Please copy each line of the records below that includes the word "token".

Material for the task:
--

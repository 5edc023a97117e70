//! Header names and lookup helpers.

use crate::types::Request;
use designate_core::{ApiError, ApiResult};

/// Upstream request id, adopted and echoed by the request-id stage.
pub const REQUEST_ID_HEADER: &str = "x-openstack-request-id";

/// Identity status asserted by the identity-verification proxy.
pub const IDENTITY_STATUS_HEADER: &str = "x-identity-status";

/// Authentication token.
pub const AUTH_TOKEN_HEADER: &str = "x-auth-token";

/// Verified user id.
pub const USER_ID_HEADER: &str = "x-user-id";

/// Verified tenant id.
pub const TENANT_ID_HEADER: &str = "x-tenant-id";

/// Comma-separated role names.
pub const ROLES_HEADER: &str = "x-roles";

/// JSON service catalog.
pub const SERVICE_CATALOG_HEADER: &str = "x-service-catalog";

/// User id used by the no-auth strategy.
pub const NOAUTH_USER_ID_HEADER: &str = "x-auth-user-id";

/// Project id used by the no-auth strategy.
pub const NOAUTH_PROJECT_ID_HEADER: &str = "x-auth-project-id";

/// Impersonated tenant.
pub const SUDO_TENANT_ID_HEADER: &str = "x-auth-sudo-tenant-id";

/// Impersonated project.
pub const SUDO_PROJECT_ID_HEADER: &str = "x-auth-sudo-project-id";

/// Cross-tenant visibility flag.
pub const ALL_PROJECTS_HEADER: &str = "x-auth-all-projects";

/// Managed-record edit flag.
pub const EDIT_MANAGED_RECORDS_HEADER: &str = "x-designate-edit-managed-records";

/// Test strategy user override.
pub const TEST_USER_ID_HEADER: &str = "x-test-user-id";

/// Test strategy tenant override.
pub const TEST_TENANT_ID_HEADER: &str = "x-test-tenant-id";

/// Test strategy all-tenants override.
pub const TEST_ALL_TENANTS_HEADER: &str = "x-test-all-tenants";

/// Returns a header's value as text.
///
/// # Errors
///
/// Returns `InvalidInput` if the value is not visible ASCII.
pub fn header_value<'r>(request: &'r Request, name: &str) -> ApiResult<Option<&'r str>> {
    match request.headers().get(name) {
        None => Ok(None),
        Some(value) => value
            .to_str()
            .map(Some)
            .map_err(|_| ApiError::invalid_input(format!("Header '{name}' is not valid text"))),
    }
}

/// Returns a header's value if it is present and non-empty.
pub fn non_empty_header<'r>(request: &'r Request, name: &str) -> ApiResult<Option<&'r str>> {
    Ok(header_value(request, name)?.filter(|v| !v.is_empty()))
}

#[cfg(test)]
mod tests {
    use super::*;
    use bytes::Bytes;
    use http::HeaderValue;
    use http_body_util::Full;

    #[test]
    fn test_header_lookup_is_case_insensitive() {
        let request: Request = http::Request::builder()
            .header("X-Roles", "admin,member")
            .body(Full::new(Bytes::new()))
            .unwrap();

        assert_eq!(header_value(&request, ROLES_HEADER).unwrap(), Some("admin,member"));
        assert_eq!(header_value(&request, TENANT_ID_HEADER).unwrap(), None);
    }

    #[test]
    fn test_non_empty_header() {
        let request: Request = http::Request::builder()
            .header(SUDO_TENANT_ID_HEADER, "")
            .header(SUDO_PROJECT_ID_HEADER, "p-1")
            .body(Full::new(Bytes::new()))
            .unwrap();

        assert_eq!(non_empty_header(&request, SUDO_TENANT_ID_HEADER).unwrap(), None);
        assert_eq!(non_empty_header(&request, SUDO_PROJECT_ID_HEADER).unwrap(), Some("p-1"));
    }

    #[test]
    fn test_opaque_header_is_invalid_input() {
        let mut request: Request = http::Request::new(Full::new(Bytes::new()));
        request.headers_mut().insert(
            USER_ID_HEADER,
            HeaderValue::from_bytes(b"caf\xc3\xa9").unwrap(),
        );

        let err = header_value(&request, USER_ID_HEADER).unwrap_err();
        assert_eq!(
            err.domain_kind(),
            Some(designate_core::DomainErrorKind::InvalidInput)
        );
    }
}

--

Solution to this exercise:
/// Authentication token.
pub const AUTH_TOKEN_HEADER: &str = "x-auth-token";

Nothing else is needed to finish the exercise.